Bien sûr, Weygand, c’est l’homme de la défaite de mai-juin 1940, celui de l’armistice, le pétainiste voué à la damnatio aeterna par la mémoire gaulliste qui n’aime pas les parcours sinueux, surtout quand ils ne mènent pas au général. Mais il fut surtout le plus proche collaborateur de Foch, le plus précieux, le plus intelligent. Officier d’état-major, il ne commanda pas au feu mais fut à son niveau un des architectes de la victoire. Max Schiavon fait une analyse approfondie de cette carrière et de ce caractère qui, menant Weygand au sommet de la hiérarchie, le conduisirent à batailler contre la politique de désarmement d’une III° République pacifiste.
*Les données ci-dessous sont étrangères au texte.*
impl StorageBackend for MemoryStorage {
    fn name(&self) -> &str {
        "MemoryStorage"
    }

    fn load_all(&self) -> StorageResult<Entries> {
        Ok(self.entries.read()?.clone())
    }

    fn save_all(&self, entries: &Entries) -> StorageResult<()> {
        self.entries.write()?.clone_from(entries);
        Ok(())
    }

    fn clear(&self) -> StorageResult<()> {
        self.entries.write()?.clear();
        Ok(())
    }
}

impl fmt::Debug for MemoryStorage {
    fn fmt(&self, f: &mut fmt::Formatter<'_>) -> fmt::Result {
        let stored = self.entries.read().map_or(0, |e| e.len());
        f.debug_struct("MemoryStorage")
            .field("entries", &stored)
            .finish()
    }
}

/// A store that is switched off. Every call fails with
/// [`StorageError::Unavailable`].
#[derive(Debug, Clone, Default)]
pub struct UnavailableStorage {
    reason: String,
}

impl UnavailableStorage {
    #[must_use]
    pub fn new(reason: impl Into<String>) -> Self {
        Self {
            reason: reason.into(),
        }
    }

    fn refuse<T>(&self) -> StorageResult<T> {
        Err(StorageError::Unavailable(self.reason.clone()))
    }
}

impl StorageBackend for UnavailableStorage {
    fn name(&self) -> &str {
        "UnavailableStorage"
    }

    fn load_all(&self) -> StorageResult<Entries> {
        self.refuse()
    }

    fn save_all(&self, _entries: &Entries) -> StorageResult<()> {
        self.refuse()
    }

    fn clear(&self) -> StorageResult<()> {
        self.refuse()
    }

    fn is_available(&self) -> bool {
        false
    }
}

#[cfg(feature = "state-persistence")]
mod file_storage {
    use super::{Entries, StorageBackend, StorageError, StorageResult, StoredEntry};
    use folio_core::{debug, warn};
    use serde::{Deserialize, Serialize};
    use std::collections::HashMap;
    use std::fmt;
    use std::fs;
    use std::io::{BufReader, BufWriter, Write};
    use std::path::{Path, PathBuf};

    const FORMAT_VERSION: u32 = 1;

    /// On-disk document.
    #[derive(Serialize, Deserialize)]
    struct Document {
        format_version: u32,
        entries: HashMap<String, Record>,
    }

    #[derive(Serialize, Deserialize)]
    struct Record {
        version: u32,
        value: String,
    }

    /// Preferences kept in a JSON file:
    ///
    /// ```json
    /// { "format_version": 1, "entries": { "theme": { "version": 1, "value": "light" } } }
    /// ```
    ///
    /// A save writes a sibling `.json.tmp` file, syncs it and renames it into
    /// place, so readers see either the old document or the new one.
    pub struct FileStorage {
        path: PathBuf,
    }

    impl FileStorage {
        /// The file is created by the first save.
        #[must_use]
        pub fn new(path: impl AsRef<Path>) -> Self {
            Self {
                path: path.as_ref().to_owned(),
            }
        }

        /// `<state dir>/folio/<site>/preferences.json`, where the state dir is
        /// `$XDG_STATE_HOME`, else `$HOME/.local/state`, else `.`.
        #[must_use]
        pub fn default_for_site(site: &str) -> Self {
            let root = std::env::var_os("XDG_STATE_HOME")
                .map(PathBuf::from)
                .or_else(|| {
                    std::env::var_os("HOME").map(|home| PathBuf::from(home).join(".local/state"))
                })
                .unwrap_or_else(|| PathBuf::from("."));
            Self::new(root.join("folio").join(site).join("preferences.json"))
        }

        #[must_use]
        pub fn path(&self) -> &Path {
            &self.path
        }

        fn staging_path(&self) -> PathBuf {
            self.path.with_extension("json.tmp")
        }

        fn write_document(&self, doc: &Document) -> StorageResult<()> {
            let staging = self.staging_path();
            let mut out = BufWriter::new(fs::File::create(&staging)?);
            serde_json::to_writer_pretty(&mut out, doc)
                .map_err(|e| StorageError::Serialization(format!("cannot encode preferences: {e}")))?;
            out.flush()?;
            out.get_ref().sync_all()?;
            drop(out);
            fs::rename(&staging, &self.path)?;
            Ok(())
        }
    }

    impl StorageBackend for FileStorage {
        fn name(&self) -> &str {
            "FileStorage"
        }

        fn load_all(&self) -> StorageResult<Entries> {
            let file = match fs::File::open(&self.path) {
                Ok(file) => file,
                Err(e) if e.kind() == std::io::ErrorKind::NotFound => return Ok(Entries::new()),
                Err(e) => return Err(e.into()),
            };
            let doc: Document = serde_json::from_reader(BufReader::new(file))
                .map_err(|e| StorageError::Serialization(format!("cannot decode preferences: {e}")))?;

            if doc.format_version != FORMAT_VERSION {
                warn!(
                    found = doc.format_version,
                    supported = FORMAT_VERSION,
                    "unknown preference file format, starting from defaults"
                );
                return Ok(Entries::new());
            }

            Ok(doc
                .entries
                .into_iter()
                .map(|(key, record)| {
                    let entry = StoredEntry::new(key.clone(), record.version, record.value);
                    (key, entry)
                })
                .collect())
        }

        fn save_all(&self, entries: &Entries) -> StorageResult<()> {
            if let Some(dir) = self.path.parent() {
                fs::create_dir_all(dir)?;
            }
            let doc = Document {
                format_version: FORMAT_VERSION,
                entries: entries
                    .values()
                    .map(|entry| {
                        let record = Record {
                            version: entry.version,
                            value: entry.value.clone(),
                        };
                        (entry.key.clone(), record)
                    })
                    .collect(),
            };
            self.write_document(&doc)?;
            debug!(path = %self.path.display(), stored = entries.len(), "preferences written");
            Ok(())
        }

        fn clear(&self) -> StorageResult<()> {
            match fs::remove_file(&self.path) {
                Err(e) if e.kind() != std::io::ErrorKind::NotFound => Err(e.into()),
                _ => Ok(()),
            }
        }

        fn is_available(&self) -> bool {
            let Some(dir) = self.path.parent().filter(|d| !d.as_os_str().is_empty()) else {
                return true;
            };
            fs::create_dir_all(dir).is_ok()
                && fs::metadata(dir).is_ok_and(|meta| !meta.permissions().readonly())
        }
    }

    impl fmt::Debug for FileStorage {
        fn fmt(&self, f: &mut fmt::Formatter<'_>) -> fmt::Result {
            f.debug_tuple("FileStorage").field(&self.path).finish()
        }
    }
}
Que pouvait faire Weygand appelé à la tête de l’armée française en mai 1940 alors que la défaite était consommée ? Comme réparer les torts inexpiables de Gamelin ? Insuffler la volonté de vaincre à un instrument militaire qui déjà ne répondait plus ? Max Schiavon, en décrivant jour après jour le travail titanesque de Weygand, met en lumières les efforts désespérés d’un chef qui crut quand même la victoire possible.
Autre point capital de cette biographie : son engagement à Vichy, en tant que proconsul en Afrique du nord, pour préparer cette revanche à laquelle bon nombre de militaires croyaient ; sa haine des Allemands et des collaborateurs (qu’ils surnomment les « bochophiles ») ; son refus de céder un pouce de terrain de la souveraineté de la France. C’est un pièce supplémentaire à verser au dossier des “années noires” et de leur complexité. Enfin, Max Schiavon décrit un général de Gaulle éloigné des diktats mémoriaux. Vindicatif et mesquin, le chef de la France Libre ne pardonnera jamais à Weygand sa liberté, et le pourchassa de sa rancune.
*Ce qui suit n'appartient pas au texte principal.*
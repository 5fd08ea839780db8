#![forbid(unsafe_code)]

//! Colour theme and its persisted preference.
//!
//! The page root carries `data-color-scheme="dark|light"`. The choice is
//! stored under a single key and read back on the next page load. Storage
//! that is unavailable or holds garbage never breaks the page: the theme
//! falls back to dark for the session and the failure is logged.

use std::fmt;
use std::str::FromStr;
use std::sync::Arc;

use folio_core::document::{Document, ElementId};
use folio_runtime::state_persistence::StateRegistry;
use tracing::{debug, info, warn};

use crate::error::PageResult;

/// Root attribute that mirrors the active theme.
pub const SCHEME_ATTR: &str = "data-color-scheme";

/// Schema version of the stored theme value.
const THEME_VERSION: u32 = 1;

/// Colour theme.
#[derive(Debug, Clone, Copy, PartialEq, Eq, Hash, Default)]
pub enum Theme {
    #[default]
    Dark,
    Light,
}

impl Theme {
    /// Stored and rendered name.
    #[must_use]
    pub const fn as_str(self) -> &'static str {
        match self {
            Self::Dark => "dark",
            Self::Light => "light",
        }
    }

    /// The other theme.
    #[must_use]
    pub const fn toggled(self) -> Self {
        match self {
            Self::Dark => Self::Light,
            Self::Light => Self::Dark,
        }
    }

    /// Toggle icon: the sun offers to leave dark mode, the moon to leave light mode.
    #[must_use]
    pub const fn icon(self) -> &'static str {
        match self {
            Self::Dark => "\u{2600}\u{fe0f}",
            Self::Light => "\u{1f319}",
        }
    }
}

impl fmt::Display for Theme {
    fn fmt(&self, f: &mut fmt::Formatter<'_>) -> fmt::Result {
        f.write_str(self.as_str())
    }
}

/// Error for a stored value that names no theme.
#[derive(Debug, Clone, PartialEq, Eq)]
pub struct UnknownTheme(pub String);

impl fmt::Display for UnknownTheme {
    fn fmt(&self, f: &mut fmt::Formatter<'_>) -> fmt::Result {
        write!(f, "unknown theme {:?}", self.0)
    }
}

impl std::error::Error for UnknownTheme {}

impl FromStr for Theme {
    type Err = UnknownTheme;

    fn from_str(s: &str) -> Result<Self, Self::Err> {
        match s {
            "dark" => Ok(Self::Dark),
            "light" => Ok(Self::Light),
            other => Err(UnknownTheme(other.to_owned())),
        }
    }
}

/// Durable theme flag over a [`StateRegistry`].
#[derive(Debug, Clone)]
pub struct PreferenceStore {
    registry: Arc<StateRegistry>,
    key: String,
}

impl PreferenceStore {
    /// Create a store for `key` and read the backend once.
    ///
    /// A backend that cannot be read leaves the store empty, so [`get`](Self::get)
    /// returns the default.
    pub fn open(registry: Arc<StateRegistry>, key: impl Into<String>) -> Self {
        let store = Self {
            registry,
            key: key.into(),
        };
        if let Err(e) = store.registry.load() {
            warn!(
                backend = store.registry.backend_name(),
                error = %e,
                "theme preference unreadable, using default"
            );
        }
        store
    }

    /// The persisted theme, or dark when unset or unrecognised.
    #[must_use]
    pub fn get(&self) -> Theme {
        match self.registry.value(&self.key) {
            None => Theme::default(),
            Some(raw) => raw.parse().unwrap_or_else(|e: UnknownTheme| {
                warn!(key = %self.key, error = %e, "ignoring stored theme");
                Theme::default()
            }),
        }
    }

    /// Persist `theme`. Setting the stored value again writes nothing.
    pub fn set(&self, theme: Theme) -> PageResult<()> {
        self.registry.set(&self.key, THEME_VERSION, theme.as_str());
        if self.registry.flush()? {
            debug!(key = %self.key, theme = %theme, "theme preference saved");
        }
        Ok(())
    }

    /// The storage key.
    #[must_use]
    pub fn key(&self) -> &str {
        &self.key
    }
}

/// Owns the active theme and keeps the store in sync.
#[derive(Debug)]
pub struct ThemeController {
    store: PreferenceStore,
    current: Theme,
    toggle: Option<ElementId>,
    icon: Option<ElementId>,
}

impl ThemeController {
    /// Apply the persisted theme.
    pub fn new(store: PreferenceStore, toggle: Option<ElementId>, icon: Option<ElementId>) -> Self {
        let current = store.get();
        Self {
            store,
            current,
            toggle,
            icon,
        }
    }

    /// The active theme.
    #[must_use]
    pub fn current(&self) -> Theme {
        self.current
    }

    /// Whether `id` is the toggle control.
    #[must_use]
    pub fn is_toggle(&self, id: &ElementId) -> bool {
        self.toggle.as_ref() == Some(id)
    }

    /// Whether a toggle control exists on the page.
    #[must_use]
    pub fn has_toggle(&self) -> bool {
        self.toggle.is_some()
    }

    /// Switch to the other theme and persist it.
    ///
    /// A failed write keeps the new theme for this session.
    pub fn toggle(&mut self) -> Theme {
        self.current = self.current.toggled();
        if let Err(e) = self.store.set(self.current) {
            warn!(error = %e, "theme preference not saved");
        }
        info!(theme = %self.current, "theme switched");
        self.current
    }

    /// Render the root attribute and the toggle icon.
    pub fn view(&self, doc: &mut Document) {
        doc.set_root_attr(SCHEME_ATTR, self.current.as_str());
        if let Some(icon) = &self.icon {
            doc.element_mut(icon).set_text(self.current.icon());
        }
    }
}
Bref, un vrai livre d’histoire.
frederic le moal
Max Schiavon, Weygand. L’intransigeant, Tallandier, octobre 1918, 590 p. — 26.50 €.
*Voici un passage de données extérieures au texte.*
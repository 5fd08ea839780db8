#![forbid(unsafe_code)]

//! Project filtering by category with a two-phase fade.
//!
//! # Card phases
//!
//! ```text
//!             deselected              300 ms
//!   Visible ─────────────► FilteringOut ──────► Hidden
//!      ▲                        │                  │
//!      │ 50 ms                  │ reselected       │ reselected
//!      │                        ▼                  ▼
//!      └──────────────────── Revealing ◄───────────┘
//! ```
//!
//! Hiding is deferred so the fade-out can play; showing displays the card at
//! once and clears the faded style one short step later. Every transition
//! bumps the card's epoch and the timer carries the epoch it was scheduled
//! under, so a timer from an earlier selection never hides a card that has
//! been selected again.

use std::time::Duration;

use folio_core::document::{Document, ElementId};
use tracing::{debug, trace};

use crate::layout::{Card, FilterButton};

/// Filter value that matches every card.
pub const ALL: &str = "all";
/// Class on the selected filter button.
pub const ACTIVE_CLASS: &str = "active";
/// Class on cards that are faded out or fading.
pub const FILTERED_OUT_CLASS: &str = "filtered-out";

/// Presentation phase of one card.
#[derive(Debug, Clone, Copy, PartialEq, Eq)]
pub enum CardPhase {
    /// Displayed and opaque.
    Visible,
    /// Displayed, still faded; becomes `Visible` shortly.
    Revealing,
    /// Displayed, fading out; becomes `Hidden` shortly.
    FilteringOut,
    /// Not displayed.
    Hidden,
}

impl CardPhase {
    /// Whether the card belongs to the selected set.
    #[must_use]
    pub const fn is_selected(self) -> bool {
        matches!(self, Self::Visible | Self::Revealing)
    }

    /// Whether the card takes up space on the page.
    #[must_use]
    pub const fn is_displayed(self) -> bool {
        !matches!(self, Self::Hidden)
    }
}

/// Second half of a transition.
#[derive(Debug, Clone, Copy, PartialEq, Eq)]
pub enum FilterStep {
    /// `FilteringOut` → `Hidden`.
    Hide,
    /// `Revealing` → `Visible`.
    Reveal,
}

/// A deferred card transition.
#[derive(Debug, Clone, Copy, PartialEq, Eq)]
pub struct FilterTimer {
    pub card: usize,
    pub epoch: u64,
    pub step: FilterStep,
}

#[derive(Debug, Clone)]
struct CardState {
    id: ElementId,
    category: String,
    phase: CardPhase,
    epoch: u64,
}

/// Owns the selected filter and every card's phase.
#[derive(Debug, Clone)]
pub struct FilterController {
    buttons: Vec<FilterButton>,
    cards: Vec<CardState>,
    selected: String,
    out_delay: Duration,
    in_delay: Duration,
    stale_timers: u64,
}

impl FilterController {
    /// Start with every card visible and `all` selected.
    #[must_use]
    pub fn new(
        buttons: Vec<FilterButton>,
        cards: &[Card],
        out_delay: Duration,
        in_delay: Duration,
    ) -> Self {
        Self {
            buttons,
            cards: cards
                .iter()
                .map(|c| CardState {
                    id: c.id.clone(),
                    category: c.category.clone(),
                    phase: CardPhase::Visible,
                    epoch: 0,
                })
                .collect(),
            selected: ALL.to_owned(),
            out_delay,
            in_delay,
            stale_timers: 0,
        }
    }

    /// Filter value of the button `id`, if it is a filter button.
    #[must_use]
    pub fn button_filter(&self, id: &ElementId) -> Option<&str> {
        self.buttons
            .iter()
            .find(|b| &b.id == id)
            .map(|b| b.filter.as_str())
    }

    /// Select `filter` and return the timers to schedule.
    pub fn select(&mut self, filter: &str) -> Vec<(Duration, FilterTimer)> {
        debug!(filter, "filter selected");
        self.selected = filter.to_owned();

        let mut timers = Vec::new();
        for (index, card) in self.cards.iter_mut().enumerate() {
            let wanted = filter == ALL || card.category == filter;
            let (phase, step, delay) = match (wanted, card.phase) {
                (true, CardPhase::FilteringOut | CardPhase::Hidden) => {
                    (CardPhase::Revealing, FilterStep::Reveal, self.in_delay)
                }
                (false, CardPhase::Visible | CardPhase::Revealing) => {
                    (CardPhase::FilteringOut, FilterStep::Hide, self.out_delay)
                }
                _ => continue,
            };
            card.phase = phase;
            card.epoch += 1;
            timers.push((
                delay,
                FilterTimer {
                    card: index,
                    epoch: card.epoch,
                    step,
                },
            ));
        }
        timers
    }

    /// Complete a transition. Returns `false` for stale or unknown timers.
    pub fn on_timer(&mut self, timer: FilterTimer) -> bool {
        let Some(card) = self.cards.get_mut(timer.card) else {
            return false;
        };
        if card.epoch != timer.epoch {
            self.stale_timers += 1;
            trace!(card = %card.id, "stale filter timer ignored");
            return false;
        }
        card.phase = match (timer.step, card.phase) {
            (FilterStep::Hide, CardPhase::FilteringOut) => CardPhase::Hidden,
            (FilterStep::Reveal, CardPhase::Revealing) => CardPhase::Visible,
            _ => return false,
        };
        true
    }

    /// Currently selected filter.
    #[must_use]
    pub fn selected(&self) -> &str {
        &self.selected
    }

    /// Phase of the card with `id`.
    #[must_use]
    pub fn phase(&self, id: &str) -> Option<CardPhase> {
        self.cards
            .iter()
            .find(|c| c.id.as_str() == id)
            .map(|c| c.phase)
    }

    /// Ids of cards whose phase is exactly `Visible`.
    pub fn visible_cards(&self) -> impl Iterator<Item = &ElementId> {
        self.cards
            .iter()
            .filter(|c| c.phase == CardPhase::Visible)
            .map(|c| &c.id)
    }

    /// Whether every card has finished its transition.
    #[must_use]
    pub fn is_settled(&self) -> bool {
        self.cards
            .iter()
            .all(|c| matches!(c.phase, CardPhase::Visible | CardPhase::Hidden))
    }

    /// Timers that fired after a newer transition superseded them.
    #[must_use]
    pub fn stale_timers(&self) -> u64 {
        self.stale_timers
    }

    pub fn view(&self, doc: &mut Document) {
        for button in &self.buttons {
            doc.element_mut(&button.id)
                .set_class(ACTIVE_CLASS, button.filter == self.selected);
        }
        for card in &self.cards {
            doc.element_mut(&card.id)
                .set_class(FILTERED_OUT_CLASS, card.phase != CardPhase::Visible)
                .set_hidden(!card.phase.is_displayed());
        }
    }
}

#[cfg(test)]
mod tests {
    use super::*;

    fn ms(v: u64) -> Duration {
        Duration::from_millis(v)
    }

    fn controller() -> FilterController {
        let buttons = ["all", "ml", "web"]
            .into_iter()
            .map(|f| FilterButton {
                id: format!("filter-{f}").into(),
                filter: f.to_owned(),
            })
            .collect();
        let cards: Vec<Card> = [("a", "ml"), ("b", "web"), ("c", "ml")]
            .into_iter()
            .map(|(id, category)| Card {
                id: id.into(),
                category: category.to_owned(),
            })
            .collect();
        FilterController::new(buttons, &cards, ms(300), ms(50))
    }

    fn fire_all(f: &mut FilterController, timers: Vec<(Duration, FilterTimer)>) {
        for (_, t) in timers {
            f.on_timer(t);
        }
    }

    #[test]
    fn deselected_cards_fade_then_hide() {
        let mut f = controller();
        let timers = f.select("ml");
        assert_eq!(timers.len(), 1);
        assert_eq!(timers[0].0, ms(300));
        assert_eq!(f.phase("b"), Some(CardPhase::FilteringOut));

        fire_all(&mut f, timers);
        assert_eq!(f.phase("b"), Some(CardPhase::Hidden));
        let visible: Vec<_> = f.visible_cards().map(ElementId::as_str).collect();
        assert_eq!(visible, vec!["a", "c"]);
    }

    #[test]
    fn reselected_cards_reveal_after_short_step() {
        let mut f = controller();
        let hide = f.select("web");
        fire_all(&mut f, hide);
        assert_eq!(f.phase("a"), Some(CardPhase::Hidden));

        let show = f.select(ALL);
        assert!(show.iter().all(|(d, t)| *d == ms(50) && t.step == FilterStep::Reveal));
        assert_eq!(f.phase("a"), Some(CardPhase::Revealing));
        fire_all(&mut f, show);
        assert!(f.is_settled());
        assert_eq!(f.visible_cards().count(), 3);
    }

    #[test]
    fn stale_hide_does_not_hide_reselected_card() {
        let mut f = controller();
        let hide = f.select("web");
        let show = f.select(ALL);
        // The old hide timers fire after the reselection.
        fire_all(&mut f, hide);
        assert_eq!(f.stale_timers(), 2);
        assert_eq!(f.phase("a"), Some(CardPhase::Revealing));
        fire_all(&mut f, show);
        assert_eq!(f.phase("a"), Some(CardPhase::Visible));
    }

    #[test]
    fn selecting_the_same_filter_twice_is_a_no_op() {
        let mut f = controller();
        let first = f.select("ml");
        fire_all(&mut f, first);
        assert!(f.select("ml").is_empty());
    }

    #[test]
    fn view_marks_buttons_and_cards() {
        let mut f = controller();
        let timers = f.select("ml");

        let mut doc = Document::new();
        f.view(&mut doc);
        assert!(doc.has_class("filter-ml", ACTIVE_CLASS));
        assert!(!doc.has_class("filter-all", ACTIVE_CLASS));
        assert!(doc.has_class("b", FILTERED_OUT_CLASS));
        assert!(!doc.element("b").unwrap().is_hidden());

        fire_all(&mut f, timers);
        let mut doc = Document::new();
        f.view(&mut doc);
        assert!(doc.element("b").unwrap().is_hidden());
        assert!(!doc.has_class("a", FILTERED_OUT_CLASS));
    }

    #[test]
    fn button_lookup() {
        let f = controller();
        assert_eq!(f.button_filter(&"filter-web".into()), Some("web"));
        assert_eq!(f.button_filter(&"project-0".into()), None);
    }
}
Etrange “vrai livre d’Histoire” qui ne mentionne pas que Weygand nommé général en chef le 20 mai 1940 commença par annuler l’ordre de contre-offensive de Gamelin puis laissa l’armée sans instructions durant trois jours où il se consacra à diverses activités mondaines tandis que Guderian
s’engouffrait dans les Ardennes, suivi de toute l’armée allemande.
Il ne rappelle pas non plus qu’il abandonna son poste pour regagner Paris où
l’appelait la “révolution nationale” dont on connaît le succès éblouissant.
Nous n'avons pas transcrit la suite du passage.